To put things in perspective, I am just waiting for the phone call from Jenn saying, “you’ll never guess what happened” the day after we receive a sizeable tax refund in the mail. In years past, it has been a crack in the bathtub or a busted water heater. This time around our prospective trip to the Happiest Place on Earth got rerouted to New Hanover Regional Medical Center with Jenn having gallbladder surgery.
99.9% of the people who tuned in to see Michael J. Fox interview people from all walks of life about the optimism they possess experienced a renewing of spirits and a sense of hope. I guess you can consider me the outcast 0.1% because I felt a twinge of guilt along with some bitterness towards Fox.
The bad taste in my mouth has nothing to do with Alex B. Keaton, the former Young Republican, pulling an “Arlen Specter” by flip flopping politically due to his interest in stem cell research. It hurts me that I felt this way after watching the special because Michael J. Fox has had a special place in my heart ever since Marty McFly hopped into that DeLorean DMC-12. Fox was a huge part of my childhood and with me when I grew into a man. When special changes began happening to my body, I was able to narrow down the cause to the onslaught of puberty or that I was secretly a werewolf thanks to watching Scott Howard surf on a van in Teen Wolf.
I could pass on Spin City, but when he made a cameo appearance on not only my favorite sitcom (Scrubs), but its’ greatest episode ever (My Porcelain God), the respect grew for Michael J. Fox. The admiration factor reached an all time high level the day I realized he was the voice behind Stuart Little, which is a DVD that allowed me a moment of sanity by occupying the girls’ attention on a busy afternoon.
The peak of my frustration came when Fox met with doctors and scientists to give us a better understanding on the nature of optimism.
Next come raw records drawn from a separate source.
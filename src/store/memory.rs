//! In-memory record store with per-kind spatial indexes.

use std::sync::{PoisonError, RwLock, RwLockReadGuard, RwLockWriteGuard};

use anyhow::Result;
use chrono::{DateTime, Utc};
use hashbrown::HashMap;
use tracing::{debug, info};

use super::RecordSource;
use crate::error::StoreError;
use crate::models::{
    Category, Collection, Entity, EntityPermission, EntityRole, GeoPoint, Listing, ListingType,
    NewEntity, NewListing, RecordKind, Review, SearchableRecord,
};
use crate::spatial::RecordIndex;
use crate::validators;

/// Partial update for an entity; `None` leaves a field untouched
#[derive(Debug, Clone, Default, serde::Deserialize)]
pub struct EntityPatch {
    pub name: Option<String>,
    pub description: Option<String>,
    pub location: Option<GeoPoint>,
    pub address: Option<String>,
    pub contact_info: Option<String>,
    pub website: Option<String>,
    pub deals_in: Option<Vec<String>>,
    pub is_active: Option<bool>,
}

/// Rows of one kind in insertion order, with id lookup and a location index
struct Table<T> {
    rows: Vec<T>,
    by_id: HashMap<u64, usize>,
    index: RecordIndex,
    next_id: u64,
}

impl<T> Default for Table<T> {
    fn default() -> Self {
        Self {
            rows: Vec::new(),
            by_id: HashMap::new(),
            index: RecordIndex::new(),
            next_id: 1,
        }
    }
}

impl<T> Table<T> {
    /// Reserve an id, honouring an explicit one if it is free
    fn claim_id(&mut self, kind: &'static str, requested: Option<u64>) -> Result<u64, StoreError> {
        let id = match requested {
            Some(id) if self.by_id.contains_key(&id) => {
                return Err(StoreError::Duplicate { kind, id })
            }
            Some(id) => id,
            None => self.next_id,
        };
        let next = id
            .checked_add(1)
            .ok_or(StoreError::IdOutOfRange { kind, id })?;
        self.next_id = self.next_id.max(next);
        Ok(id)
    }

    fn push(&mut self, id: u64, row: T, location: Option<&GeoPoint>) {
        if let Some(location) = location {
            self.index.insert(id, location);
        }
        self.by_id.insert(id, self.rows.len());
        self.rows.push(row);
    }

    fn get(&self, id: u64) -> Option<&T> {
        self.by_id.get(&id).map(|&pos| &self.rows[pos])
    }

    fn get_mut(&mut self, id: u64) -> Option<&mut T> {
        self.by_id.get(&id).map(|&pos| &mut self.rows[pos])
    }

    /// Rows whose indexed location falls near `center`, in insertion order
    fn near(&self, center: &GeoPoint, radius_km: f64) -> Vec<&T> {
        let mut positions: Vec<usize> = self
            .index
            .candidates(center, radius_km)
            .into_iter()
            .filter_map(|id| self.by_id.get(&id).copied())
            .collect();
        positions.sort_unstable();
        positions.into_iter().map(|pos| &self.rows[pos]).collect()
    }
}

#[derive(Default)]
struct Inner {
    entities: Table<Entity>,
    listings: Table<Listing>,
    collections: Vec<Collection>,
    categories: Vec<Category>,
    reviews: Vec<Review>,
}

impl Inner {
    fn vendor_active(&self, vendor: u64) -> bool {
        self.entities.get(vendor).is_some_and(|e| e.is_active)
    }

    fn listing_record(&self, listing: &Listing, now: DateTime<Utc>) -> SearchableRecord {
        listing.to_searchable(now, self.vendor_active(listing.vendor))
    }
}

/// Thread-safe CRUD store backing the search service.
///
/// Every write validates locations before anything is stored.
#[derive(Default)]
pub struct MemoryStore {
    inner: RwLock<Inner>,
}

fn check_location(location: &GeoPoint) -> Result<(), StoreError> {
    if location.is_valid() {
        Ok(())
    } else {
        Err(StoreError::InvalidLocation(format!(
            "Latitude must be between -90 and 90, and longitude between -180 and 180 (got {})",
            location
        )))
    }
}

fn check_entity_fields(
    location: Option<&GeoPoint>,
    contact_info: &str,
    website: Option<&str>,
) -> Result<(), StoreError> {
    if let Some(location) = location {
        check_location(location)?;
    }
    if !contact_info.is_empty() {
        validators::validate_phone_number(contact_info)?;
    }
    if let Some(website) = website {
        validators::validate_website_url(website)?;
    }
    Ok(())
}

impl MemoryStore {
    pub fn new() -> Self {
        Self::default()
    }

    fn read(&self) -> RwLockReadGuard<'_, Inner> {
        self.inner.read().unwrap_or_else(PoisonError::into_inner)
    }

    fn write(&self) -> RwLockWriteGuard<'_, Inner> {
        self.inner.write().unwrap_or_else(PoisonError::into_inner)
    }

    pub fn create_entity(&self, new: NewEntity) -> Result<Entity, StoreError> {
        check_entity_fields(new.location.as_ref(), &new.contact_info, new.website.as_deref())?;

        let mut inner = self.write();
        let id = inner.entities.claim_id("Entity", new.id)?;
        let entity = Entity::from_new(id, new, Utc::now());
        inner
            .entities
            .push(id, entity.clone(), entity.location.as_ref());

        info!("Created entity {} '{}'", id, entity.name);
        Ok(entity)
    }

    pub fn update_entity(&self, id: u64, patch: EntityPatch) -> Result<Entity, StoreError> {
        check_entity_fields(
            patch.location.as_ref(),
            patch.contact_info.as_deref().unwrap_or_default(),
            patch.website.as_deref(),
        )?;

        let mut inner = self.write();
        let entities = &mut inner.entities;
        let entity = entities
            .get_mut(id)
            .ok_or(StoreError::NotFound { kind: "Entity", id })?;

        let old_location = entity.location;
        if let Some(name) = patch.name {
            entity.name = name;
        }
        if let Some(description) = patch.description {
            entity.description = description;
        }
        if let Some(address) = patch.address {
            entity.address = address;
        }
        if let Some(contact_info) = patch.contact_info {
            entity.contact_info = contact_info;
        }
        if let Some(website) = patch.website {
            entity.website = Some(website);
        }
        if let Some(deals_in) = patch.deals_in {
            entity.deals_in = deals_in;
        }
        if let Some(is_active) = patch.is_active {
            entity.is_active = is_active;
        }
        if let Some(location) = patch.location {
            entity.location = Some(location);
        }
        entity.updated_at = Utc::now();
        let updated = entity.clone();

        if old_location != updated.location {
            if let Some(old) = old_location {
                entities.index.remove(id, &old);
            }
            if let Some(new) = updated.location {
                entities.index.insert(id, &new);
            }
            debug!("Re-indexed entity {} at {:?}", id, updated.location);
        }

        Ok(updated)
    }

    pub fn get_entity(&self, id: u64) -> Option<Entity> {
        self.read().entities.get(id).cloned()
    }

    pub fn entities(&self) -> Vec<Entity> {
        self.read().entities.rows.clone()
    }

    pub fn add_entity_user(
        &self,
        entity_id: u64,
        user_id: u64,
        role: EntityRole,
        permission: Option<EntityPermission>,
    ) -> Result<Entity, StoreError> {
        let mut inner = self.write();
        let entity = inner.entities.get_mut(entity_id).ok_or(StoreError::NotFound {
            kind: "Entity",
            id: entity_id,
        })?;
        entity.add_user(user_id, role, permission, Utc::now());
        Ok(entity.clone())
    }

    pub fn create_listing(&self, new: NewListing) -> Result<Listing, StoreError> {
        check_location(&new.location)?;
        validators::validate_price(new.price_cents)?;

        let mut inner = self.write();
        if inner.entities.get(new.vendor).is_none() {
            return Err(StoreError::NotFound {
                kind: "Entity",
                id: new.vendor,
            });
        }

        let id = inner.listings.claim_id("Listing", new.id)?;
        let listing = Listing::from_new(id, new, Utc::now())?;
        inner
            .listings
            .push(id, listing.clone(), Some(&listing.location));

        info!(
            "Created {} listing {} '{}' for entity {}",
            listing.listing_type, id, listing.title, listing.vendor
        );
        Ok(listing)
    }

    pub fn get_listing(&self, id: u64) -> Option<Listing> {
        self.read().listings.get(id).cloned()
    }

    /// Listings offered by an entity, optionally restricted to one type
    pub fn listings_by_vendor(&self, vendor: u64, listing_type: Option<ListingType>) -> Vec<Listing> {
        self.read()
            .listings
            .rows
            .iter()
            .filter(|l| l.vendor == vendor)
            .filter(|l| listing_type.map_or(true, |t| l.listing_type == t))
            .cloned()
            .collect()
    }

    pub fn create_collection(&self, entity_id: u64, name: &str) -> Result<Collection, StoreError> {
        let mut inner = self.write();
        if inner.entities.get(entity_id).is_none() {
            return Err(StoreError::NotFound {
                kind: "Entity",
                id: entity_id,
            });
        }
        let id = inner.collections.len() as u64 + 1;
        let collection = Collection::new(id, entity_id, name, Utc::now())?;
        inner.collections.push(collection.clone());
        Ok(collection)
    }

    /// Add a listing to a collection. Adding twice is harmless.
    pub fn add_to_collection(&self, collection_id: u64, listing_id: u64) -> Result<Collection, StoreError> {
        let mut inner = self.write();
        if inner.listings.get(listing_id).is_none() {
            return Err(StoreError::NotFound {
                kind: "Listing",
                id: listing_id,
            });
        }
        let collection = inner
            .collections
            .iter_mut()
            .find(|c| c.id == collection_id)
            .ok_or(StoreError::NotFound {
                kind: "Collection",
                id: collection_id,
            })?;
        collection.add_listing(listing_id, Utc::now());
        Ok(collection.clone())
    }

    pub fn collection_items(&self, collection_id: u64) -> Result<Vec<Listing>, StoreError> {
        let inner = self.read();
        let collection = inner
            .collections
            .iter()
            .find(|c| c.id == collection_id)
            .ok_or(StoreError::NotFound {
                kind: "Collection",
                id: collection_id,
            })?;
        Ok(collection
            .listings
            .iter()
            .filter_map(|id| inner.listings.get(*id).cloned())
            .collect())
    }

    pub fn add_category(&self, name: &str, parent: Option<u64>) -> Result<Category, StoreError> {
        let mut inner = self.write();
        if let Some(parent_id) = parent {
            if !inner.categories.iter().any(|c| c.id == parent_id) {
                return Err(StoreError::NotFound {
                    kind: "Category",
                    id: parent_id,
                });
            }
        }
        let category = Category::new(inner.categories.len() as u64 + 1, name, parent)?;
        inner.categories.push(category.clone());
        Ok(category)
    }

    pub fn top_level_categories(&self) -> Vec<Category> {
        self.read()
            .categories
            .iter()
            .filter(|c| !c.is_subcategory())
            .cloned()
            .collect()
    }

    pub fn subcategories(&self) -> Vec<Category> {
        self.read()
            .categories
            .iter()
            .filter(|c| c.is_subcategory())
            .cloned()
            .collect()
    }

    pub fn add_review(&self, review: Review) -> Result<(), StoreError> {
        let mut inner = self.write();
        if inner.listings.get(review.listing).is_none() {
            return Err(StoreError::NotFound {
                kind: "Listing",
                id: review.listing,
            });
        }
        inner.reviews.push(review);
        Ok(())
    }

    pub fn reviews_for(&self, listing_id: u64) -> Vec<Review> {
        self.read()
            .reviews
            .iter()
            .filter(|r| r.listing == listing_id)
            .cloned()
            .collect()
    }

    /// Number of (entities, listings)
    pub fn stats(&self) -> (usize, usize) {
        let inner = self.read();
        (inner.entities.rows.len(), inner.listings.rows.len())
    }
}

impl RecordSource for MemoryStore {
    fn fetch_active_records(&self, kind: RecordKind) -> Result<Vec<SearchableRecord>> {
        let inner = self.read();
        let records: Vec<SearchableRecord> = match kind {
            RecordKind::Entity => inner
                .entities
                .rows
                .iter()
                .map(Entity::to_searchable)
                .collect(),
            RecordKind::Listing => {
                let now = Utc::now();
                inner
                    .listings
                    .rows
                    .iter()
                    .map(|l| inner.listing_record(l, now))
                    .collect()
            }
        };
        Ok(records.into_iter().filter(|r| r.is_active).collect())
    }

    fn fetch_candidates(
        &self,
        kind: RecordKind,
        center: Option<(&GeoPoint, f64)>,
    ) -> Result<Vec<SearchableRecord>> {
        let Some((center, radius_km)) = center else {
            return self.fetch_active_records(kind);
        };

        let inner = self.read();
        let records: Vec<SearchableRecord> = match kind {
            RecordKind::Entity => inner
                .entities
                .near(center, radius_km)
                .into_iter()
                .map(Entity::to_searchable)
                .collect(),
            RecordKind::Listing => {
                let now = Utc::now();
                inner
                    .listings
                    .near(center, radius_km)
                    .into_iter()
                    .map(|l| inner.listing_record(l, now))
                    .collect()
            }
        };
        Ok(records.into_iter().filter(|r| r.is_active).collect())
    }
}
According to their research, they stated that some individuals are more predisposed to be optimistic. Lucky ducks. They cannot help but feel optimistic. It’s just the way they are wired. Somewhere in their DNA they have hopeful genes.
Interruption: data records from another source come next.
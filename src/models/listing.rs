//! Listings (products, services, events) and their satellites.

use chrono::{DateTime, NaiveDate, NaiveTime, Utc};
use serde::{Deserialize, Serialize};

use super::{GeoPoint, SearchableRecord};
use crate::error::ValidationError;
use crate::validators;

#[derive(Debug, Clone, Copy, PartialEq, Eq, Serialize, Deserialize)]
#[serde(rename_all = "lowercase")]
pub enum ListingType {
    Product,
    Service,
    Event,
}

impl std::fmt::Display for ListingType {
    fn fmt(&self, f: &mut std::fmt::Formatter<'_>) -> std::fmt::Result {
        match self {
            ListingType::Product => write!(f, "product"),
            ListingType::Service => write!(f, "service"),
            ListingType::Event => write!(f, "event"),
        }
    }
}

#[derive(Debug, Clone, Copy, Default, PartialEq, Eq, Serialize, Deserialize)]
#[serde(rename_all = "lowercase")]
pub enum Condition {
    #[default]
    New,
    Used,
}

#[derive(Debug, Clone, Copy, Default, PartialEq, Eq, Serialize, Deserialize)]
#[serde(rename_all = "snake_case")]
pub enum Availability {
    #[default]
    Available,
    SoldOut,
}

/// Type-specific details for services and events
#[derive(Debug, Clone, PartialEq, Serialize, Deserialize)]
#[serde(tag = "kind", rename_all = "lowercase")]
pub enum ListingDetails {
    Service {
        service_type: String,
        duration_minutes: u32,
        service_area: String,
        #[serde(default)]
        provider_details: String,
    },
    Event {
        event_date: NaiveDate,
        event_time: NaiveTime,
        event_location: String,
        tickets_available: u32,
        ticket_price_cents: i64,
    },
}

/// Something an entity offers
#[derive(Debug, Clone, PartialEq, Serialize, Deserialize)]
pub struct Listing {
    pub id: u64,
    /// Owning entity
    pub vendor: u64,
    #[serde(skip_serializing_if = "Option::is_none")]
    pub category: Option<u64>,
    pub title: String,
    pub description: String,
    /// Price in minor currency units
    pub price_cents: i64,
    pub listing_type: ListingType,
    pub condition: Condition,
    pub availability_status: Availability,
    pub location: GeoPoint,
    pub listing_date: DateTime<Utc>,
    pub expiry_date: DateTime<Utc>,
    pub views: u64,
    pub is_featured: bool,
    #[serde(skip_serializing_if = "Option::is_none")]
    pub details: Option<ListingDetails>,
}

/// Write-side payload for creating a listing
#[derive(Debug, Clone, Deserialize)]
pub struct NewListing {
    #[serde(default)]
    pub id: Option<u64>,
    pub vendor: u64,
    #[serde(default)]
    pub category: Option<u64>,
    pub title: String,
    #[serde(default)]
    pub description: String,
    pub price_cents: i64,
    pub listing_type: ListingType,
    #[serde(default)]
    pub condition: Condition,
    #[serde(default)]
    pub availability_status: Availability,
    pub location: GeoPoint,
    pub expiry_date: DateTime<Utc>,
    #[serde(default)]
    pub is_featured: bool,
    #[serde(default)]
    pub details: Option<ListingDetails>,
}

impl Listing {
    pub fn from_new(id: u64, new: NewListing, now: DateTime<Utc>) -> Result<Self, ValidationError> {
        validators::validate_price(new.price_cents)?;

        Ok(Self {
            id,
            vendor: new.vendor,
            category: new.category,
            title: new.title,
            description: new.description,
            price_cents: new.price_cents,
            listing_type: new.listing_type,
            condition: new.condition,
            availability_status: new.availability_status,
            location: new.location,
            listing_date: now,
            expiry_date: new.expiry_date,
            views: 0,
            is_featured: new.is_featured,
            details: new.details,
        })
    }

    pub fn is_expired(&self, now: DateTime<Utc>) -> bool {
        self.expiry_date <= now
    }

    /// Searchable view; a listing is active while unexpired and its vendor is active
    pub fn to_searchable(&self, now: DateTime<Utc>, vendor_active: bool) -> SearchableRecord {
        SearchableRecord {
            id: self.id,
            name: self.title.clone(),
            description: self.description.clone(),
            tags: Vec::new(),
            location: Some(self.location),
            is_active: vendor_active && !self.is_expired(now),
        }
    }
}

/// Listing category. Top-level when `parent` is `None`.
#[derive(Debug, Clone, PartialEq, Eq, Serialize, Deserialize)]
pub struct Category {
    pub id: u64,
    pub name: String,
    #[serde(skip_serializing_if = "Option::is_none")]
    pub parent: Option<u64>,
}

impl Category {
    pub fn new(id: u64, name: &str, parent: Option<u64>) -> Result<Self, ValidationError> {
        validators::validate_category_name(name)?;
        Ok(Self {
            id,
            name: name.to_string(),
            parent,
        })
    }

    pub fn is_subcategory(&self) -> bool {
        self.parent.is_some()
    }
}

#[derive(Debug, Clone, PartialEq, Serialize, Deserialize)]
pub struct Review {
    pub listing: u64,
    pub user: u64,
    pub rating: u8,
    pub review_text: String,
    pub review_date: DateTime<Utc>,
    #[serde(default)]
    pub is_verified_purchase: bool,
}

impl Review {
    pub fn new(
        listing: u64,
        user: u64,
        rating: u8,
        review_text: impl Into<String>,
        now: DateTime<Utc>,
    ) -> Result<Self, ValidationError> {
        validators::validate_rating(rating)?;
        Ok(Self {
            listing,
            user,
            rating,
            review_text: review_text.into(),
            review_date: now,
            is_verified_purchase: false,
        })
    }
}

/// Average rating over a set of reviews, `None` when there are none
pub fn average_rating(reviews: &[Review]) -> Option<f64> {
    if reviews.is_empty() {
        return None;
    }
    let total: u32 = reviews.iter().map(|r| u32::from(r.rating)).sum();
    Some(f64::from(total) / reviews.len() as f64)
}

/// Entity-curated group of listings
#[derive(Debug, Clone, PartialEq, Serialize, Deserialize)]
pub struct Collection {
    pub id: u64,
    pub entity: u64,
    pub name: String,
    #[serde(default)]
    pub description: String,
    #[serde(default)]
    pub listings: Vec<u64>,
    pub created_at: DateTime<Utc>,
    pub updated_at: DateTime<Utc>,
}

impl Collection {
    pub fn new(id: u64, entity: u64, name: &str, now: DateTime<Utc>) -> Result<Self, ValidationError> {
        validators::validate_collection_name(name)?;
        Ok(Self {
            id,
            entity,
            name: name.to_string(),
            description: String::new(),
            listings: Vec::new(),
            created_at: now,
            updated_at: now,
        })
    }

    /// Add a listing; adding one that is already present is a no-op.
    /// Returns whether the collection changed.
    pub fn add_listing(&mut self, listing_id: u64, now: DateTime<Utc>) -> bool {
        if self.listings.contains(&listing_id) {
            return false;
        }
        self.listings.push(listing_id);
        self.updated_at = now;
        true
    }
}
If we are to accept these findings as truth, than would one be correct in reasoning that there is a recessive gene that sparks pessimism? Are you telling me people can be cynical by nature? Does that mean I am off the hook when those two special words “just figures” roll out of my mouth. After bad knees, poor vision and high cholesterol, my DNA might finally be paying off. It’s about time. Just figures.